Apple tried to switch to Intel modems instead of Qualcomm ones in the 2018 generation of iPhones. It used an Intel XMM 7560 modem in the iPhone XS and iPhone XS Max, following an Apple-Qualcomm ruckus that goes back years.
Apple sued Qualcomm for $1 billion in 2017, claiming the company was charging unfair royalties, which it had to pay for every iPhone produced. Qualcomm counter-sued, claiming Apple gave trade secrets away to Intel, which Apple was trying to mold into a workable (and presumably cheaper) modem-producing alternative.
As Shah says, Apple failed to make Intel’s 5G modem chips function in the context of an iPhone, most likely aging some engineers rather badly in the process.
Apple was in a heated fight with the leading light of 5G, trying to do what it always does: ‘owning’ the tech in its phones. But the whole situation seemingly deflated entirely in April 2019.
Objection! Drop the case
The multitudinous Qualcomm-Apple lawsuits were all dropped in April 2019, after Apple agreed to pay $4.5 billion to Qualcomm. This may make it sound like the two companies hugged, made up, and planned to walk off hand-in-hand into the 5G sunset. But that does not seem to be the case.
Right as the legal action between Apple and Qualcomm was settled, Intel’s 5G phone operation went dark. It announced its intention to leave the 5G phone modem business altogether, to focus on 5G in other devices like PCs and Internet of Things gadgets.

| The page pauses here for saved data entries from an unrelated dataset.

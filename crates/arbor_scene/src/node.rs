use std::sync::Arc;

use glam::Mat4;

use crate::controls::{MultiControl, TransformControl};
use crate::process_info::ProcessInfo;

/// Behavior attached to a [`Node`].
///
/// `process` runs once per visited node per phase. Controls only ever get a
/// shared reference, so they cannot restructure the tree; per-instance state
/// that changes during traversal needs interior mutability.
pub trait NodeControl: Send + Sync {
    fn process(&self, info: &mut ProcessInfo<'_>);
}

impl<F> NodeControl for F
where
    F: Fn(&mut ProcessInfo<'_>) + Send + Sync,
{
    fn process(&self, info: &mut ProcessInfo<'_>) {
        self(info);
    }
}

/// One element of the scene tree.
///
/// Children are visited in insertion order, which is also draw order.
#[derive(Default, Clone)]
pub struct Node {
    pub control: Option<Arc<dyn NodeControl>>,
    pub children: Vec<Node>,
}

impl Node {
    #[must_use]
    pub fn new(control: Option<Arc<dyn NodeControl>>, children: Vec<Node>) -> Self {
        Self { control, children }
    }

    /// Leaf node carrying `control`.
    #[must_use]
    pub fn with_control(control: impl NodeControl + 'static) -> Self {
        Self {
            control: Some(Arc::new(control)),
            children: Vec::new(),
        }
    }

    /// Node placed at `transform`. The transform is applied before `control`.
    #[must_use]
    pub fn at(transform: Mat4, control: Option<Arc<dyn NodeControl>>, children: Vec<Node>) -> Self {
        let placement: Arc<dyn NodeControl> = Arc::new(TransformControl::new(transform));
        let control = match control {
            Some(control) => Arc::new(MultiControl::new(vec![placement, control])) as Arc<dyn NodeControl>,
            None => placement,
        };
        Self {
            control: Some(control),
            children,
        }
    }

    /// Appends a new child and returns it.
    pub fn add_child(&mut self, control: Option<Arc<dyn NodeControl>>, children: Vec<Node>) -> &mut Node {
        self.push(Node::new(control, children))
    }

    pub fn push(&mut self, node: Node) -> &mut Node {
        self.children.push(node);
        let last = self.children.len() - 1;
        &mut self.children[last]
    }

    /// Number of nodes in this subtree, including `self`.
    #[must_use]
    pub fn count(&self) -> usize {
        1 + self.children.iter().map(Node::count).sum::<usize>()
    }
}

impl std::fmt::Debug for Node {
    fn fmt(&self, f: &mut std::fmt::Formatter<'_>) -> std::fmt::Result {
        f.debug_struct("Node")
            .field("control", &self.control.is_some())
            .field("children", &self.children)
            .finish()
    }
}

But it seems this was preparation for Apple’s buy-out of Intel’s 5G phone modem business, which was announced in July 2019. Apple paid $1 billion, and 2,200 Intel employees traded their Intel work passes for Apple ones.
This helps explain Apple’s $4.5 billion payout to Qualcomm. It paid for the rights to use Qualcomm technologies in what will presumably be Apple own brand 5G modems. But it couldn’t work this out in time to make a 5G phone in 2019.
“Apple technically missed the boat to soft launch at least one 5G iPhone model in the Oct 2019 – Sep 2020 financial year,” says Shah. “For Apple’s global SKU strategy makes it all the more difficult as initial 5G deployment would require multiple SKUs for different regions depending upon the spectrum characteristics.”
Different shades of 5G
What are those spectrum characteristics? 5G is a bundle of different technologies and standards, not one. Some networks in the US use different ones to those seen in the UK, for example.
The US government is keen on networks using ‘millimeter-wave’ 5G. This is the fastest kind of 5G, but its range is shorter than the style of 5G currently used in UK, which uses frequency bands much closer to those of today’s 4G services.
An Apple 5G modem needs to support both of these. 5G is devilishly complicated. Qualcomm’s X50 modem, used in today’s 5G phones, does support both styles, but Apple is currently left playing catch-up.
We currently don’t know for sure if Apple’s first 5G phones will use Qualcomm modems or Intel-tech-soaked Apple ones, but there’s more work to be done either way.
How much time does Apple have to do it? Apple needs to announce a 5G iPhone by the time 5G isn’t restricted to ultra-high-end Android phones, by the time 5G seems ‘normal’ to us phone buyers.
“5G will go mainstream in second half next year as we will see sub-$500 devices also sporting 5G capabilities in Western markets,” says Shah.
“So we are looking at another 8-10 months or so…. With Qualcomm opening up the capabilities to 6 & 7 series Snapdragon, we will see contributions from brands such as Nokia HMD, Realme, ZTE and others as well.”
The race is on. And judging by this timescale, perhaps we’ll even see Apple break from tradition and announce a 5G iPhone before September 2020.